For his post-doctoral research, O'Neill investigated circadian rhythms in plants and algae with Andrew Millar at the University of Edinburgh and then subsequently in human cells with Akhilesh Reddy at the Institute for Metabolic Science at the University of Cambridge. During this time, O'Neill contributed to a number of papers on non-transcriptional mechanisms of circadian timekeeping, most notably a letter and an article in same edition of Nature showing that transcriptional cycles are not essential for circadian rhythms in human and algal cells, which have been cited over 700 and 400 times respectively, according to Google Scholar. These observations were subsequently independently replicated and extended but were considered controversial at the time since transcriptional feedback repression had been thought essential for circadian rhythms in eukaryotes.

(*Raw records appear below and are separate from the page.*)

impl RoleClassifier for MarkerClassifier {
    fn name(&self) -> &'static str {
        "marker"
    }

    fn classify(&self, turn: &ElementRef<'_>) -> Option<RoleSignal> {
        for el in subtree_elements(turn) {
            for (attr, value) in el.value().attrs() {
                let value = value.to_ascii_lowercase();
                if attr.starts_with("data-") && (attr.ends_with("author") || attr.ends_with("role"))
                {
                    match value.as_str() {
                        "human" | "user" => return decisive(Role::User),
                        "bot" | "assistant" => return decisive(Role::Assistant),
                        _ => {}
                    }
                }
                if attr == "class" {
                    if value.contains("humanmessage") || value.contains("rightsidemessage") {
                        return decisive(Role::User);
                    }
                    if value.contains("botmessage") || value.contains("leftsidemessage") {
                        return decisive(Role::Assistant);
                    }
                }
            }
        }
        None
    }
}

/// Classifies by avatar affordances: Poe labels bot avatars
/// `Bot image for <name>`, which also yields the display name
struct AvatarClassifier;

impl RoleClassifier for AvatarClassifier {
    fn name(&self) -> &'static str {
        "avatar"
    }

    fn classify(&self, turn: &ElementRef<'_>) -> Option<RoleSignal> {
        for el in subtree_elements(turn) {
            if el.value().name() == "img" {
                if let Some(alt) = el.value().attr("alt") {
                    if let Some(name) = alt.strip_prefix("Bot image for ") {
                        let name = name.trim();
                        if !name.is_empty() {
                            return Some(RoleSignal {
                                role: Role::Assistant,
                                sender: Some(name.to_string()),
                            });
                        }
                    }
                    if alt.eq_ignore_ascii_case("user avatar") {
                        return decisive(Role::User);
                    }
                }
            }
            if let Some(class) = el.value().attr("class") {
                if class.to_ascii_lowercase().contains("useravatar") {
                    return decisive(Role::User);
                }
            }
        }
        None
    }
}

fn decisive(role: Role) -> Option<RoleSignal> {
    Some(RoleSignal { role, sender: None })
}

fn subtree_elements<'a>(root: &ElementRef<'a>) -> impl Iterator<Item = ElementRef<'a>> {
    root.descendants().filter_map(ElementRef::wrap)
}

/// Locate turn containers and classify each one.
///
/// Fails with [`ConvertError::NoTurnsFound`] when no heuristic matches;
/// that is fatal for this document and must not be retried here.
pub(crate) fn extract_dom_turns(document: &Html) -> Result<Vec<DomTurn<'_>>, ConvertError> {
    let candidates = find_turn_containers(document).ok_or(ConvertError::NoTurnsFound)?;

    let chain = ClassifierChain::with_defaults();
    let signals: Vec<Option<RoleSignal>> = candidates
        .iter()
        .map(|el| chain.classify(el))
        .collect();
    let resolved = resolve_positional(&signals);

    Ok(candidates
        .into_iter()
        .zip(resolved)
        .map(|(element, signal)| DomTurn {
            element,
            role: signal.role,
            sender: signal.sender,
        })
        .collect())
}

/// Try the marker selector chain, then the alternating-sibling fallback
fn find_turn_containers(document: &Html) -> Option<Vec<ElementRef<'_>>> {
    let selectors: [(&str, &Selector); 3] = [
        ("message_row", &MESSAGE_ROW_SELECTOR),
        ("message_id", &MESSAGE_ID_SELECTOR),
        ("generic_message", &GENERIC_MESSAGE_SELECTOR),
    ];

    for (name, selector) in selectors {
        let matches: Vec<ElementRef<'_>> =
            document.select(selector).filter(has_text).collect();
        let matches = outermost_only(matches);
        if !matches.is_empty() {
            debug!(heuristic = name, count = matches.len(), "turn containers located");
            return Some(matches);
        }
    }

    sibling_fallback(document)
}

/// Keep only containers that are not nested inside another match
fn outermost_only(mut elements: Vec<ElementRef<'_>>) -> Vec<ElementRef<'_>> {
    let ids: HashSet<NodeId> = elements.iter().map(|el| el.id()).collect();
    elements.retain(|el| !el.ancestors().any(|ancestor| ids.contains(&ancestor.id())));
    elements
}
/// Map one inline element kind; `None` means the caller should flatten it
fn inline_element(el: ElementRef<'_>, degraded: &mut Vec<String>) -> Option<Inline> {
    match el.value().name() {
        "em" | "i" => Some(Inline::Emphasis(collect_inlines(el, degraded))),
        "strong" | "b" => Some(Inline::Strong(collect_inlines(el, degraded))),
        "del" | "s" | "strike" => Some(Inline::Strikethrough(collect_inlines(el, degraded))),
        "code" => Some(Inline::Code(el.text().collect())),
        "a" => {
            let target = el.value().attr("href").unwrap_or("").to_string();
            let text = collapse_whitespace(&el.text().collect::<String>())
                .trim()
                .to_string();
            if target.is_empty() {
                // Anchor without destination; keep only the text
                return if text.is_empty() {
                    None
                } else {
                    Some(Inline::Text(text))
                };
            }
            let text = if text.is_empty() { target.clone() } else { text };
            Some(Inline::Link { text, target })
        }
        "img" => Some(Inline::Image {
            alt: el.value().attr("alt").unwrap_or("").to_string(),
            source: el.value().attr("src").unwrap_or("").to_string(),
        }),
        _ => None,
    }
}

/// Build a code block from a `<pre>` element.
///
/// The body is taken verbatim; the language tag is carried through only
/// when a `language-*`/`lang-*` class is present on the `<pre>` or its
/// `<code>` child.
fn code_block(pre: ElementRef<'_>) -> Block {
    let code_child = pre.children().find_map(|child| {
        ElementRef::wrap(child).filter(|el| el.value().name() == "code")
    });

    let body: String = match code_child {
        Some(code) => code.text().collect(),
        None => pre.text().collect(),
    };

    let language = language_from_classes(pre)
        .or_else(|| code_child.and_then(language_from_classes));

    Block::Code { language, body }
}

fn language_from_classes(el: ElementRef<'_>) -> Option<String> {
    let classes = el.value().attr("class")?;
    for class in classes.split_whitespace() {
        for prefix in ["language-", "lang-"] {
            if let Some(lang) = class.strip_prefix(prefix) {
                if !lang.is_empty() {
                    return Some(lang.to_string());
                }
            }
        }
    }
    None
}

/// Collapse whitespace runs to single spaces, as a browser renders text
/// nodes. Leading/trailing runs become a single space so words separated
/// by markup boundaries do not fuse; paragraph ends are trimmed later.
fn collapse_whitespace(text: &str) -> String {
    let mut out = String::with_capacity(text.len());
    let mut in_space = false;
    for c in text.chars() {
        if c.is_whitespace() {
            if !in_space {
                out.push(' ');
                in_space = true;
            }
        } else {
            out.push(c);
            in_space = false;
        }
    }
    out
}

fn push_merged(inlines: &mut Vec<Inline>, text: &str) {
    if text.is_empty() {
        return;
    }
    if let Some(Inline::Text(last)) = inlines.last_mut() {
        last.push_str(text);
    } else {
        inlines.push(Inline::Text(text.to_string()));
    }
}

/// Trim paragraph edges and drop paragraphs with no content
fn finalize_paragraph(mut inlines: Vec<Inline>) -> Option<Block> {
    if let Some(Inline::Text(first)) = inlines.first_mut() {
        *first = first.trim_start().to_string();
    }
    if let Some(Inline::Text(last)) = inlines.last_mut() {
        *last = last.trim_end().to_string();
    }
    inlines.retain(|inline| !matches!(inline, Inline::Text(t) if t.is_empty()));
    if inlines.is_empty() {
        return None;
    }
    Some(Block::Paragraph(inlines))
}

#[cfg(test)]
mod tests {
    use super::*;
    use scraper::Html;

    fn normalize(html: &str) -> (Vec<Block>, Vec<String>) {
        let fragment = Html::parse_fragment(html);
        normalize_fragment(fragment.root_element())
    }

    #[test]
    fn test_plain_paragraphs() {
        let (blocks, degraded) = normalize("<div><p>Hello</p><p>World</p></div>");
        assert!(degraded.is_empty());
        assert_eq!(
            blocks,
            vec![
                Block::Paragraph(vec![Inline::Text("Hello".to_string())]),
                Block::Paragraph(vec![Inline::Text("World".to_string())]),
            ]
        );
    }

    #[test]
    fn test_emphasis_and_strong() {
        let (blocks, _) = normalize("<div><p>a <em>b</em> and <strong>c</strong></p></div>");
        assert_eq!(
            blocks,
            vec![Block::Paragraph(vec![
                Inline::Text("a ".to_string()),
                Inline::Emphasis(vec![Inline::Text("b".to_string())]),
                Inline::Text(" and ".to_string()),
                Inline::Strong(vec![Inline::Text("c".to_string())]),
            ])]
        );
    }

    #[test]
    fn test_code_block_verbatim_with_language() {
        let (blocks, _) =
            normalize("<div><pre><code class=\"language-python\">print(1)</code></pre></div>");
        assert_eq!(
            blocks,
            vec![Block::Code {
                language: Some("python".to_string()),
                body: "print(1)".to_string(),
            }]
        );
    }

    #[test]
    fn test_code_block_preserves_inner_whitespace() {
        let (blocks, _) =
            normalize("<div><pre><code>  indented\n    more  </code></pre></div>");
        assert_eq!(
            blocks,
            vec![Block::Code {
                language: None,
                body: "  indented\n    more  ".to_string(),
            }]
        );
    }

    #[test]
    fn test_inline_code() {
        let (blocks, _) = normalize("<div><p>run <code>ls -la</code> now</p></div>");
        assert_eq!(
            blocks,
            vec![Block::Paragraph(vec![
                Inline::Text("run ".to_string()),
                Inline::Code("ls -la".to_string()),
                Inline::Text(" now".to_string()),
            ])]
        );
    }

    #[test]
    fn test_blockquote_recurses() {
        let (blocks, _) =
            normalize("<div><blockquote><p>quoted</p><pre>code</pre></blockquote></div>");
        assert_eq!(
            blocks,
            vec![Block::Quote(vec![
                Block::Paragraph(vec![Inline::Text("quoted".to_string())]),
                Block::Code {
                    language: None,
                    body: "code".to_string(),
                },
            ])]
        );
    }

    #[test]
    fn test_nested_list_preserves_order_and_depth() {
        let html = "<div><ul>\
                    <li>one<ul><li>inner a</li><li>inner b</li></ul></li>\
                    <li>two</li>\
                    </ul></div>";
        let (blocks, _) = normalize(html);
        let Block::List { ordered, items } = &blocks[0] else {
            panic!("expected list, got {blocks:?}");
        };
        assert!(!ordered);
        assert_eq!(items.len(), 2);
        assert_eq!(
            items[0][0],
            Block::Paragraph(vec![Inline::Text("one".to_string())])
        );
        let Block::List { items: inner, .. } = &items[0][1] else {
            panic!("expected nested list, got {:?}", items[0]);
        };
        assert_eq!(
            inner[0],
            vec![Block::Paragraph(vec![Inline::Text("inner a".to_string())])]
        );
        assert_eq!(
            inner[1],
            vec![Block::Paragraph(vec![Inline::Text("inner b".to_string())])]
        );
        assert_eq!(
            items[1][0],
            Block::Paragraph(vec![Inline::Text("two".to_string())])
        );
    }

    #[test]
    fn test_ordered_list() {
        let (blocks, _) = normalize("<div><ol><li>first</li><li>second</li></ol></div>");
        assert_eq!(
            blocks,
            vec![Block::List {
                ordered: true,
                items: vec![
                    vec![Block::Paragraph(vec![Inline::Text("first".to_string())])],
                    vec![Block::Paragraph(vec![Inline::Text("second".to_string())])],
                ],
            }]
        );
    }

    #[test]
    fn test_link_text_falls_back_to_target() {
        let (blocks, _) =
            normalize("<div><p><a href=\"https://example.com\"></a></p></div>");
        assert_eq!(
            blocks,
            vec![Block::Paragraph(vec![Inline::Link {
                text: "https://example.com".to_string(),
                target: "https://example.com".to_string(),
            }])]
        );
    }

    #[test]
    fn test_image_reference() {
        let (blocks, _) =
            normalize("<div><p><img src=\"pic.png\" alt=\"a picture\"></p></div>");
        assert_eq!(
            blocks,
            vec![Block::Paragraph(vec![Inline::Image {
                alt: "a picture".to_string(),
                source: "pic.png".to_string(),
            }])]
        );
    }

    #[test]
    fn test_unrecognized_kind_degrades_to_text() {
        let (blocks, degraded) =
            normalize("<div><table><tr><td>hello</td></tr></table></div>");
        assert_eq!(degraded, vec!["table".to_string()]);
        assert_eq!(
            blocks,
            vec![Block::Paragraph(vec![Inline::Text("hello".to_string())])]
        );
    }

    #[test]
    fn test_script_and_buttons_skipped() {
        let (blocks, degraded) = normalize(
            "<div><p>before</p><script>alert(1)</script><button>Copy</button><p>after</p></div>",
        );
        assert!(degraded.is_empty());
        assert_eq!(
            blocks,
            vec![
                Block::Paragraph(vec![Inline::Text("before".to_string())]),
                Block::Paragraph(vec![Inline::Text("after".to_string())]),
            ]
        );
    }

    #[test]
    fn test_whitespace_collapse_keeps_word_boundaries() {
        let (blocks, _) = normalize("<div><p>Hello\n   <em>big</em>\n world</p></div>");
        assert_eq!(
            blocks,
            vec![Block::Paragraph(vec![
                Inline::Text("Hello ".to_string()),
                Inline::Emphasis(vec![Inline::Text("big".to_string())]),
                Inline::Text(" world".to_string()),
            ])]
        );
    }

    #[test]
    fn test_empty_containers_yield_nothing() {
        let (blocks, degraded) = normalize("<div><div>  </div><p></p></div>");
        assert!(blocks.is_empty());
        assert!(degraded.is_empty());
    }
}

O'Neill was awarded a Wellcome Trust Career Development Fellowship in 2011 and in 2013 was recruited to become an independent group leader in the Cell Biology Division of the MRC Laboratory of Molecular Biology. In 2016, he was awarded an EMBO Young Investigator Prize. In collaboration with Cairn Research, O'Neill pioneered the development of the ALLIGATOR for long-term bioluminescence imaging.

===Current Research===
The O'Neill group's research is focused on the evolution and mechanisms of circadian timekeeping in eukaryotic cells, and how biological clocks regulate cellular function to impact upon human health and disease. In a 2019 paper, published in the journal Cell, the group identified insulin as a primary signal synchronizing mammalian circadian rhythms with feeding time. In 2017, the lab also demonstrated that cell-autonomous circadian regulation of actin dynamics in fibroblast and other skin cells leads to differences in cell migration during wound healing that depend on the biological time of day that the wound was incurred. These findings predicted the striking 40% difference in the number of days that human burn injuries required to heal which they subsequently identified. Most recently, the O'Neill lab has been working to determine the basis for understanding metabolic oscillations in yeast.